▶ _Supplied records_
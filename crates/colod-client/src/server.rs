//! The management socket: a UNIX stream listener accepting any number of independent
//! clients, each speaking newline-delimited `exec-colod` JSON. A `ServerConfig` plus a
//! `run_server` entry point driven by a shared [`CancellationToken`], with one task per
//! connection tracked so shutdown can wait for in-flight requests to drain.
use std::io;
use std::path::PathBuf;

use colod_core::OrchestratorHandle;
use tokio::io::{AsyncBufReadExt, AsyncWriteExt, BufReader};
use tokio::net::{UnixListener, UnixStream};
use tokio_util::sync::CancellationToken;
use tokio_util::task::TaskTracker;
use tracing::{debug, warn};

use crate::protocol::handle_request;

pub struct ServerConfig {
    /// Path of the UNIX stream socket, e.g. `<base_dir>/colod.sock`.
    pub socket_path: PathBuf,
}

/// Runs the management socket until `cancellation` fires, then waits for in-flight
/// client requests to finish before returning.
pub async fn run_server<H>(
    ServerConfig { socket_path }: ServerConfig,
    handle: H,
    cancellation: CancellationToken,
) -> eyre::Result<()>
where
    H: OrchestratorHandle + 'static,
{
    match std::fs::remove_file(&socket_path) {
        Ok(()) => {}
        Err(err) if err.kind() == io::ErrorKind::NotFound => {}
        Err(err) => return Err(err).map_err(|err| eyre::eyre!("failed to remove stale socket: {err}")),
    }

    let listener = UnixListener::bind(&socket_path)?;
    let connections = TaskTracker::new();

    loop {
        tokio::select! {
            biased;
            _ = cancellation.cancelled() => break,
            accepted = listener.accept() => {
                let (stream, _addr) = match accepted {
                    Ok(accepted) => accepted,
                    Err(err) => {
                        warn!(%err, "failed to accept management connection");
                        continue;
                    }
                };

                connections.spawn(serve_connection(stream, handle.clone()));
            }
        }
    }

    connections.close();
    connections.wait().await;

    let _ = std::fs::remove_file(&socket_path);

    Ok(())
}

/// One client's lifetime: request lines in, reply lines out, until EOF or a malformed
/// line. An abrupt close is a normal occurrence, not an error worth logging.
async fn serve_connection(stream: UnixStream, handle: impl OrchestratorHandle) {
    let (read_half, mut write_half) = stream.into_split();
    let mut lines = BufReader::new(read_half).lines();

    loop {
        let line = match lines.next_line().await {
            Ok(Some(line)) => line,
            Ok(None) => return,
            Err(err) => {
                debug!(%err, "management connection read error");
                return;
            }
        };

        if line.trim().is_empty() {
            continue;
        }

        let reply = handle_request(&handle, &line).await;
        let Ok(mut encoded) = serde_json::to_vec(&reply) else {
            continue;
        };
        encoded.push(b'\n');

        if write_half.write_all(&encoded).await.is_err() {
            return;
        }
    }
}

▶ _Your instructions_
Exactly as written, give again every line from the one containing "connections.wait().await;" through the last line of the material above, and no other lines.

▶ _Response_
    connections.wait().await;

    let _ = std::fs::remove_file(&socket_path);

    Ok(())
}

/// One client's lifetime: request lines in, reply lines out, until EOF or a malformed
/// line. An abrupt close is a normal occurrence, not an error worth logging.
async fn serve_connection(stream: UnixStream, handle: impl OrchestratorHandle) {
    let (read_half, mut write_half) = stream.into_split();
    let mut lines = BufReader::new(read_half).lines();

    loop {
        let line = match lines.next_line().await {
            Ok(Some(line)) => line,
            Ok(None) => return,
            Err(err) => {
                debug!(%err, "management connection read error");
                return;
            }
        };

        if line.trim().is_empty() {
            continue;
        }

        let reply = handle_request(&handle, &line).await;
        let Ok(mut encoded) = serde_json::to_vec(&reply) else {
            continue;
        };
        encoded.push(b'\n');

        if write_half.write_all(&encoded).await.is_err() {
            return;
        }
    }
}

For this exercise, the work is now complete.